> _REQUIREMENT_
After finding the line containing "if let Some(c) = raw" below, please output that line and each following one through the line containing "impl fmt::Display for", exactly as written.
::::
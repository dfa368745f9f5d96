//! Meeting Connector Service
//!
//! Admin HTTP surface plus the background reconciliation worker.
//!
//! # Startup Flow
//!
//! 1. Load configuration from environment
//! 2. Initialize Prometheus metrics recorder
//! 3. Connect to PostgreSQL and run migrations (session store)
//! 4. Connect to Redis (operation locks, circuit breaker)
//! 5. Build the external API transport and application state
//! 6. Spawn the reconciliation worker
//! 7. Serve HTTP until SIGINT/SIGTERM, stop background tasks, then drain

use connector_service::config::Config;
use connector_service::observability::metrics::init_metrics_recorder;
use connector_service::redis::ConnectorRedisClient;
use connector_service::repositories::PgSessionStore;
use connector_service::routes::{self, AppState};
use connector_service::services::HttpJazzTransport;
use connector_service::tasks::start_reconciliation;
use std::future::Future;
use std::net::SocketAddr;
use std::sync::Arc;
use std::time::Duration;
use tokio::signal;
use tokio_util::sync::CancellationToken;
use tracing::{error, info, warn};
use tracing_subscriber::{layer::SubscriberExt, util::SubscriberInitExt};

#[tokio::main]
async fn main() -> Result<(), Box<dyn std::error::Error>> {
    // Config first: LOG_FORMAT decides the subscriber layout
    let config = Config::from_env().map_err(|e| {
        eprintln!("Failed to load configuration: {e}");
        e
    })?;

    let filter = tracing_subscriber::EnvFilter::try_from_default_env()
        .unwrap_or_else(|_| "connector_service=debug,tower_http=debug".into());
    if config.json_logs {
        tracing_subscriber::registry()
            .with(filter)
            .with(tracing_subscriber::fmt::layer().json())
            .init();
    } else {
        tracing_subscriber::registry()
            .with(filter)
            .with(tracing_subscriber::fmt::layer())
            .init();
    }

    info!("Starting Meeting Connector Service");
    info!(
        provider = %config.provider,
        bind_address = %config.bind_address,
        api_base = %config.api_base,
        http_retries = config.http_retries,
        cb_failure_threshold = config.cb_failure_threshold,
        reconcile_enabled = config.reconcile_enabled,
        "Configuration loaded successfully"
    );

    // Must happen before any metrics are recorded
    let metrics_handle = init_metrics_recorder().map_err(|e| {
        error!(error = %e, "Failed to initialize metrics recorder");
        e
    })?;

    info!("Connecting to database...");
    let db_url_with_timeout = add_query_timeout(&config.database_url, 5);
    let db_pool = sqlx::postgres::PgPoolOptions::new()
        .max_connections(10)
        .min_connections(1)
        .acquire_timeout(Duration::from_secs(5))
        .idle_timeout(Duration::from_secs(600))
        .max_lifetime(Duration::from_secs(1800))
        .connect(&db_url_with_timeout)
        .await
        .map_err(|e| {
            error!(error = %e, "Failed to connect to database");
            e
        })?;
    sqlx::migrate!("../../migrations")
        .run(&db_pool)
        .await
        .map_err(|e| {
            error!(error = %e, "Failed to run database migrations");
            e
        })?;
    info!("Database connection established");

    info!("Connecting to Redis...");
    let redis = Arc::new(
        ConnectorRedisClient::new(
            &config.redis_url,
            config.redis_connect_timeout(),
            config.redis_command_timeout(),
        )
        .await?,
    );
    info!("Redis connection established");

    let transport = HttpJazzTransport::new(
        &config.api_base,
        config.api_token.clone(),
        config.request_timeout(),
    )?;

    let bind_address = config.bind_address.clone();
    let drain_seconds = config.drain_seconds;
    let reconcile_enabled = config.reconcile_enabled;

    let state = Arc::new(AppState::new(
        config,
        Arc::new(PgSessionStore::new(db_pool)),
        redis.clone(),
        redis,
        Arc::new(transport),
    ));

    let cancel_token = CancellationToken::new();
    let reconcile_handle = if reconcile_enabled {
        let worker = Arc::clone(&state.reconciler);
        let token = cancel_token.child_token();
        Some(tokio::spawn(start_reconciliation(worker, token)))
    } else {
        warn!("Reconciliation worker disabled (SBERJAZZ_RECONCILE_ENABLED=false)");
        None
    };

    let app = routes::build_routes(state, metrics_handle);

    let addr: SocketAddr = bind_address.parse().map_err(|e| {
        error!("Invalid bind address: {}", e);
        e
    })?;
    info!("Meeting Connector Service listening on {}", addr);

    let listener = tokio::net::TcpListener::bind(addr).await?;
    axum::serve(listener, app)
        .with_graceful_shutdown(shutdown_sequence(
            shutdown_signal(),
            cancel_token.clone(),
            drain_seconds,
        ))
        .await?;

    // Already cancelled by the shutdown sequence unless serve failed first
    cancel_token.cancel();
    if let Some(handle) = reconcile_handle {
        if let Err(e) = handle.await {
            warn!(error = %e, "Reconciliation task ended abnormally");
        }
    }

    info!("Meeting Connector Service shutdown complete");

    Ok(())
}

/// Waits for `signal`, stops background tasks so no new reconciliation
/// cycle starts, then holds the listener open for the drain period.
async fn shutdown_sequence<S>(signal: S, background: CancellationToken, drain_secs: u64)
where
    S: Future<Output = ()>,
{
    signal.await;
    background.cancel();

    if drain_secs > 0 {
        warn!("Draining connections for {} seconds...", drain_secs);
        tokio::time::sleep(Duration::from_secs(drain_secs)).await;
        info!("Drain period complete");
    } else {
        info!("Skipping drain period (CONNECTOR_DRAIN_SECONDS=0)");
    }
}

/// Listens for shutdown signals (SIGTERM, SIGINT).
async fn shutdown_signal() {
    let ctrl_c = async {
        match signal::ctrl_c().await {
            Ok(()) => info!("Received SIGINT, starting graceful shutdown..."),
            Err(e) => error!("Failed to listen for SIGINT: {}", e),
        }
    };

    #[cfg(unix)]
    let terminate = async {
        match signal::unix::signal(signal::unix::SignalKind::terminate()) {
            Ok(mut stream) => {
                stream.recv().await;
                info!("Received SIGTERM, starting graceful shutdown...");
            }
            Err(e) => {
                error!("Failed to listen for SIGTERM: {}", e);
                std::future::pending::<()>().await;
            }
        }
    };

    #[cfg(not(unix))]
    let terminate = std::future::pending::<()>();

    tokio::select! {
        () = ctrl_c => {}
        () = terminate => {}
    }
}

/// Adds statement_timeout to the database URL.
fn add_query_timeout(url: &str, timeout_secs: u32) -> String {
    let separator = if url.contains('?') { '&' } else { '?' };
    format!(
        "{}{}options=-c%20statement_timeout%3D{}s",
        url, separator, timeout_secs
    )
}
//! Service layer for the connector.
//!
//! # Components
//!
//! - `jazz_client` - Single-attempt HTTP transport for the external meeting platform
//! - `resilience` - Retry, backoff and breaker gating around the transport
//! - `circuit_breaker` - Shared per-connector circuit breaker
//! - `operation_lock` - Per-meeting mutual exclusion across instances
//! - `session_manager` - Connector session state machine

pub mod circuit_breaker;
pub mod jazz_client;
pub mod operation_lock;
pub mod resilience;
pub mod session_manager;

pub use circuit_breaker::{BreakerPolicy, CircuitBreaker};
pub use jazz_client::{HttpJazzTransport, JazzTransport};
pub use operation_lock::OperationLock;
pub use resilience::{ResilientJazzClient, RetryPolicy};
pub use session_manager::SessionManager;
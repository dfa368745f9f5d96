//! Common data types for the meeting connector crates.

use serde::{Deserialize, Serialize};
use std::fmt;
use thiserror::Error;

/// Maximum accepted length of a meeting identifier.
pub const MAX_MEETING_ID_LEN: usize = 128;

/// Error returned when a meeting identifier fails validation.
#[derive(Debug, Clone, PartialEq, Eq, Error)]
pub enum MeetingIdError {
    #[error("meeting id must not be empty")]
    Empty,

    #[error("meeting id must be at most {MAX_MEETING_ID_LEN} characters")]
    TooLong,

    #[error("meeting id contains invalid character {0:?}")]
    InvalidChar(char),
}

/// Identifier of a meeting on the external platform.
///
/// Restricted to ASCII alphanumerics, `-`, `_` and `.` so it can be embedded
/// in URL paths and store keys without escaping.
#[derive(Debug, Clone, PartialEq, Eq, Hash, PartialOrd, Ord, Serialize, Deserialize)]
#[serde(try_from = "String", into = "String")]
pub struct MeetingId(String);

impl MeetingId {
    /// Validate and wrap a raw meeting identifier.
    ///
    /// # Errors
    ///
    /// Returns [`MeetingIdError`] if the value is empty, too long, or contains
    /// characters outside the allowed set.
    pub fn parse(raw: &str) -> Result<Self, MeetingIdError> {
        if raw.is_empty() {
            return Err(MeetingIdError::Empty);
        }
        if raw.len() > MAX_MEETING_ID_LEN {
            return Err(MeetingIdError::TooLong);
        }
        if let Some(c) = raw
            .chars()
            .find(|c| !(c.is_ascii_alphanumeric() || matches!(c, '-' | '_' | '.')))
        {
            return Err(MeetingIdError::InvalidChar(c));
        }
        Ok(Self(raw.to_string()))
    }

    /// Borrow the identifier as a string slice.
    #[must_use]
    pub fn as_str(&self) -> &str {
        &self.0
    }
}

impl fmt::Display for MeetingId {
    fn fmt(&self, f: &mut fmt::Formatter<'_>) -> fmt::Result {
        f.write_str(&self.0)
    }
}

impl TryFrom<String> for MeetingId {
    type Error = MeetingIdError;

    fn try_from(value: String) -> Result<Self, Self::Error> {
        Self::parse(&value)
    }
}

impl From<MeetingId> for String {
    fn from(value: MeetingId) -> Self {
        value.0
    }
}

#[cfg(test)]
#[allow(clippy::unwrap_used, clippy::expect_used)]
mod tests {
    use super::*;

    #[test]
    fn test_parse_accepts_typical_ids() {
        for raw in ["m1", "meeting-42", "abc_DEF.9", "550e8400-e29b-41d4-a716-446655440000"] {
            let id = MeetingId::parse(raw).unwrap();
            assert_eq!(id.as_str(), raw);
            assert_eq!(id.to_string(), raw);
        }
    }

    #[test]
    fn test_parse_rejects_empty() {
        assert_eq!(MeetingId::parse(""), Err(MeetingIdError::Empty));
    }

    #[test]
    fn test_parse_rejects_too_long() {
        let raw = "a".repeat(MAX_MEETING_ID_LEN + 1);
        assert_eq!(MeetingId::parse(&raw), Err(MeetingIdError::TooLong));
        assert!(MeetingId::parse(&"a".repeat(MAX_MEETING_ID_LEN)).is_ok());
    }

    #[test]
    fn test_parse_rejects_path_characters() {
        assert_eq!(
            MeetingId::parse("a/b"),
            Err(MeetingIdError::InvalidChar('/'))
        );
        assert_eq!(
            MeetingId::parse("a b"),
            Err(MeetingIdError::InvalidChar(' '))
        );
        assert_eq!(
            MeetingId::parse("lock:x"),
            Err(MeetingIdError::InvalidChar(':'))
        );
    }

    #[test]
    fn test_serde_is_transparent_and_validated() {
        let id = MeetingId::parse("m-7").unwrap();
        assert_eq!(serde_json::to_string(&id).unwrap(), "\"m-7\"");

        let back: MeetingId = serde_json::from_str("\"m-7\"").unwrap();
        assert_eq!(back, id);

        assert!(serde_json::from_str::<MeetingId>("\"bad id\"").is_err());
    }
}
::::
> _TASK RESULT_
        if let Some(c) = raw
            .chars()
            .find(|c| !(c.is_ascii_alphanumeric() || matches!(c, '-' | '_' | '.')))
        {
            return Err(MeetingIdError::InvalidChar(c));
        }
        Ok(Self(raw.to_string()))
    }

    /// Borrow the identifier as a string slice.
    #[must_use]
    pub fn as_str(&self) -> &str {
        &self.0
    }
}

impl fmt::Display for MeetingId {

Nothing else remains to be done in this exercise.